Collected data entries
━━━━━━

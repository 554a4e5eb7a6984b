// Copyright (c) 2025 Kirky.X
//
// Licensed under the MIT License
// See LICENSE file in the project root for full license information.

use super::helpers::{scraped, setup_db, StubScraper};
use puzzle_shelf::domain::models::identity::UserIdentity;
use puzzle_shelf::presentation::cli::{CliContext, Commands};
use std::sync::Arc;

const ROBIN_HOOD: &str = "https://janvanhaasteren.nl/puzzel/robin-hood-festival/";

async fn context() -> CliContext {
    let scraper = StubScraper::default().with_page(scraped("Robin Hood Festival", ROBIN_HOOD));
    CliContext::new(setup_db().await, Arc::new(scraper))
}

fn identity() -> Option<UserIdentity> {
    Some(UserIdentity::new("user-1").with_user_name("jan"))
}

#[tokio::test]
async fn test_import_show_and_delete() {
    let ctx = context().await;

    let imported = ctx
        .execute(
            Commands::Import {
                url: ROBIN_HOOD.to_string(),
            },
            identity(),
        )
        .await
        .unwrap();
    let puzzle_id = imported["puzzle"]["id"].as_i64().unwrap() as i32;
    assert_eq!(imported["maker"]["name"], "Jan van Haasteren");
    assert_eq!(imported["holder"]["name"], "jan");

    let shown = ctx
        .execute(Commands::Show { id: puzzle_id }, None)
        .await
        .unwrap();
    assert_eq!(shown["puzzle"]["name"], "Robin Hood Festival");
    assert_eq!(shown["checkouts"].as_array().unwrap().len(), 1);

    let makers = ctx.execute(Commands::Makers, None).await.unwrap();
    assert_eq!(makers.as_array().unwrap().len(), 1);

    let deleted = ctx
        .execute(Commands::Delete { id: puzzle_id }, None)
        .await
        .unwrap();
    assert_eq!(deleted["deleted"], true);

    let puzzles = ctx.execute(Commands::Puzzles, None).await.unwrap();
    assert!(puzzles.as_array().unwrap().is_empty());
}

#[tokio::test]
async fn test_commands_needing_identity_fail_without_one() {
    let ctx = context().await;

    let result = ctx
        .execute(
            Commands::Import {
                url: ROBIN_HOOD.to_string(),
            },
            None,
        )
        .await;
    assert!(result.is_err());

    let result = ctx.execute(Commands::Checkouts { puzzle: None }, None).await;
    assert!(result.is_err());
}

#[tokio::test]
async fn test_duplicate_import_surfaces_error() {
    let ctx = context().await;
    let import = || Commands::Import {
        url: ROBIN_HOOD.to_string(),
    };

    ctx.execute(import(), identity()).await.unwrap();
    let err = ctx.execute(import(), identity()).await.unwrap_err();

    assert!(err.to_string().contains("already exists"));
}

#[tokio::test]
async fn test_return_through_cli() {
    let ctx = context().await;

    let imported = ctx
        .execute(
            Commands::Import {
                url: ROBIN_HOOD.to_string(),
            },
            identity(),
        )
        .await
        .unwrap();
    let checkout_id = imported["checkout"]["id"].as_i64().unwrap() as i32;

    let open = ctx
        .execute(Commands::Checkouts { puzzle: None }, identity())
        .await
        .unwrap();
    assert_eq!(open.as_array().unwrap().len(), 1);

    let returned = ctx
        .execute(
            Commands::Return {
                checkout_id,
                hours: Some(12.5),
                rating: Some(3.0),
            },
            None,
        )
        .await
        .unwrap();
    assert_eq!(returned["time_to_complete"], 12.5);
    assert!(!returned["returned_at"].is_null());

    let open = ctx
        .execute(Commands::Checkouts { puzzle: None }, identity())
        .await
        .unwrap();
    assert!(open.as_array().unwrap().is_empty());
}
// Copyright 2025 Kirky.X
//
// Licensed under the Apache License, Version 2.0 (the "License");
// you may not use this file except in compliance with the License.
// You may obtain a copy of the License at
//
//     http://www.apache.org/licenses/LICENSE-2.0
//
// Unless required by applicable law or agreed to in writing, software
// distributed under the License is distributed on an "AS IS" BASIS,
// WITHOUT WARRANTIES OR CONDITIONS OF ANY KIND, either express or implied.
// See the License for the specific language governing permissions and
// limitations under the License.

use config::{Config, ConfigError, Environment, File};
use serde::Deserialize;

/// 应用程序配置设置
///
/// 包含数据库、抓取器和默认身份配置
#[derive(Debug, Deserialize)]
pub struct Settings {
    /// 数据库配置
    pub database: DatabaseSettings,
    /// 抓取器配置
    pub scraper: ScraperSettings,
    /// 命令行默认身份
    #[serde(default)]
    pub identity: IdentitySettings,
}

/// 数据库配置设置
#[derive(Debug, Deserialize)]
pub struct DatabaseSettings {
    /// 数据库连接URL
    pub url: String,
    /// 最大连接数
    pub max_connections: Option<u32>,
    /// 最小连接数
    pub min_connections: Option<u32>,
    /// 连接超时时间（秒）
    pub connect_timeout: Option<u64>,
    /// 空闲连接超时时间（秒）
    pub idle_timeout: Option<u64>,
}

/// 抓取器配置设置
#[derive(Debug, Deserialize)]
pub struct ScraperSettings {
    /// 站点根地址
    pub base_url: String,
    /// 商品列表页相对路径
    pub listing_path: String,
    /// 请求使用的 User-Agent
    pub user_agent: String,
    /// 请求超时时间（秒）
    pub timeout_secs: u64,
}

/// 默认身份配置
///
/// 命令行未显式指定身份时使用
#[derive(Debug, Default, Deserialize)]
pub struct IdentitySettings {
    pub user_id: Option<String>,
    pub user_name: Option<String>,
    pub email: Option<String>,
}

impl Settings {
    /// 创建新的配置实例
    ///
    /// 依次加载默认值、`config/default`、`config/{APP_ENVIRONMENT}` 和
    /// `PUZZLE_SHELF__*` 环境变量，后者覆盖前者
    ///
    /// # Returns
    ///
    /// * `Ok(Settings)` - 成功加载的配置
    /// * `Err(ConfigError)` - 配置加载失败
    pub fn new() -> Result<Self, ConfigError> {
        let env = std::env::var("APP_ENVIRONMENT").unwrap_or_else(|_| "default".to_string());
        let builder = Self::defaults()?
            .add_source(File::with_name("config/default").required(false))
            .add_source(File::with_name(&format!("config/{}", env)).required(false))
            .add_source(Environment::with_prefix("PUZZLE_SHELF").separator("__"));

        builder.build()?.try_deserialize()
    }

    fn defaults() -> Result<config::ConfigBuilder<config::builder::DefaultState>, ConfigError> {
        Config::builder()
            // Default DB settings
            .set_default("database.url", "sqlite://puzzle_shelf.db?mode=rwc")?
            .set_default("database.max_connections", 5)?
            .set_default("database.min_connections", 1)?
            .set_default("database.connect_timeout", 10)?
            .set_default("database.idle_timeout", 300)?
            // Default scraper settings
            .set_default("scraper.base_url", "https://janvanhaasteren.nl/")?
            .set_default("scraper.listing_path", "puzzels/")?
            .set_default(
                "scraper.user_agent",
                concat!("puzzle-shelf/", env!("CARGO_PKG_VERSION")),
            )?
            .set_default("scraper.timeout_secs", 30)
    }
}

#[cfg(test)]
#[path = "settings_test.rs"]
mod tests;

━━━━━━

§ WORK TO BE COMPLETED
Pull out every line in the data above that has the word "Licensed".

§ ANSWER TO THIS PROBLEM
// Licensed under the MIT License
// Licensed under the Apache License, Version 2.0 (the "License");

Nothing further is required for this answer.